Leonard ve öteki araştırmacılar, deneklerin beyin bilgilerinin tahlilini tamamladıktan daha sonra, beynin konuşma korteksi olarak bilinen bölgesindeki nöronlardan oluşan düğümlerin öğrenme sürecinde faal olduğunu buldular. Bu, birtakım nöronların faal olmadığı ve öğrenme sürecine katılmadığı manasına geliyor.

Leonard, “Kimileri öğrenmeyle değişmeye hakikaten istekli görünen ve başkaları daha dirençli görünen bu farklı tıpta nöron kümeleri gördük” diyor. Deneyde yabancı lisan olarak Çince seçilmesinin sebebi, İngilizceye büsbütün zıt bir lisan olması. Bu yüzden büyük ölçüde yeni nöral irtibat gerektiriyor.

Beynimizin tanıdık sesleri yakalaması daha muhtemeldir, bu yüzden etrafı o lisanı konuşan beşerlerle yaşayanlar, lisanı derslerde olduğundan daha süratli öğrenebilirler.

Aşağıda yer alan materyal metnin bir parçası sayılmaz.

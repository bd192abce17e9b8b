use http::HeaderMap;
use nanoid::nanoid;
use serde::{Serialize, Deserialize};

use crate::config::AuthConfig;
use crate::constants;

/// The identity attached to a session. Immutable once the session exists.
#[derive(Clone, Debug, PartialEq, Eq, Serialize, Deserialize)]
pub struct UserClaims {
	pub subject: String,
	pub email: Option<String>,
	pub groups: Vec<String>
}

impl UserClaims {
	pub fn anonymous() -> Self {
		Self {
			subject: format!("{}{}", constants::ANONYMOUS_SUBJECT_PREFIX, nanoid!((constants::ANONYMOUS_ID_LENGTH))),
			email: None,
			groups: Vec::new()
		}
	}

	pub fn is_anonymous(&self) -> bool {
		self.subject.starts_with(constants::ANONYMOUS_SUBJECT_PREFIX)
	}

	pub fn has_group(&self, group: &str) -> bool {
		self.groups.iter().any(|g| g == group)
	}

	/// Display name for logs and the operator shell.
	pub fn display(&self) -> &str {
		match &self.email {
			Some(email) => email.as_str(),
			None => self.subject.as_str()
		}
	}

	/// Ownership rule used when cleaning up uploads left behind by a departing
	/// session: authenticated users match on email, an anonymous session only
	/// matches entries it created itself. Never matches across two different
	/// authenticated users.
	pub fn owns(&self, entry_owner: &UserClaims) -> bool {
		if let (Some(ours), Some(theirs)) = (&self.email, &entry_owner.email) {
			return ours == theirs;
		}

		self.is_anonymous() && self.subject == entry_owner.subject
	}
}

/// Builds claims from reverse-proxy identity headers. The identity provider
/// validated the token upstream; this only parses what it forwarded. Returns
/// None when the subject header is missing.
pub fn claims_from_headers(auth: &AuthConfig, headers: &HeaderMap) -> Option<UserClaims> {
	let subject = header_value(headers, &auth.subject_header)?;

	if subject.trim().is_empty() {
		return None;
	}

	let email = header_value(headers, &auth.email_header).filter(|e| !e.trim().is_empty());

	let groups = header_value(headers, &auth.groups_header)
		.map(|raw| {
			raw.split(',')
				.map(|g| g.trim().to_string())
				.filter(|g| !g.is_empty())
				.collect()
		})
		.unwrap_or_default();

	Some(UserClaims { subject: subject.trim().to_string(), email, groups })
}

fn header_value(headers: &HeaderMap, name: &str) -> Option<String> {
	headers.get(name).and_then(|v| v.to_str().ok()).map(|v| v.to_string())
}

#[cfg(test)]
mod tests {
	use super::*;
	use http::HeaderValue;

	fn authed(email: &str) -> UserClaims {
		UserClaims {
			subject: format!("sub-{}", email),
			email: Some(email.to_string()),
			groups: Vec::new()
		}
	}

	#[test]
	fn anonymous_claims_have_prefixed_subject_and_no_groups() {
		let claims = UserClaims::anonymous();

		assert!(claims.is_anonymous());
		assert!(claims.email.is_none());
		assert!(claims.groups.is_empty());
	}

	#[test]
	fn ownership_matches_on_email() {
		assert!(authed("a@x.io").owns(&authed("a@x.io")));
		assert!(!authed("a@x.io").owns(&authed("b@x.io")));
	}

	#[test]
	fn anonymous_ownership_matches_own_subject_only() {
		let anon = UserClaims::anonymous();
		let other = UserClaims::anonymous();

		assert!(anon.owns(&anon.clone()));
		assert!(!anon.owns(&other));
		assert!(!anon.owns(&authed("a@x.io")));
	}

	#[test]
	fn claims_parse_from_headers() {
		let auth = AuthConfig::default();
		let mut headers = HeaderMap::new();
		headers.insert("x-auth-subject", HeaderValue::from_static("u1"));
		headers.insert("x-auth-email", HeaderValue::from_static("u1@x.io"));
		headers.insert("x-auth-groups", HeaderValue::from_static("dev, ops,"));

		let claims = claims_from_headers(&auth, &headers).unwrap();

		assert_eq!(claims.subject, "u1");
		assert_eq!(claims.email.as_deref(), Some("u1@x.io"));
		assert_eq!(claims.groups, vec!["dev".to_string(), "ops".to_string()]);
	}

	#[test]
	fn missing_subject_header_yields_none() {
		let auth = AuthConfig::default();
		let headers = HeaderMap::new();

		assert!(claims_from_headers(&auth, &headers).is_none());
	}
}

Her şey, beyinlerimizi kalıpları tanımak ve nöronlarımızı meşgul etmek için eğitmekle ilgili. Leonard, “İster çocuk ister yetişkin olun, yeni bir lisan öğrenmenin en âlâ yolu, o lisanın içine dalmaktır” diyor ve ekliyor: “En yeterli yol, mümkün olduğunca bu lisanı anadili olarak konuşan şahıslarla vakit geçirmek.

Bilim insanları rastgele bir öğrenme sürecinde inişler ve çıkışlar olacağını da vurguluyor. Çalışmada elde edilen beyin aktivitesi bilgileri, öğrenme muvaffakiyetinde büyük farklılıklar olduğunu gösterdi.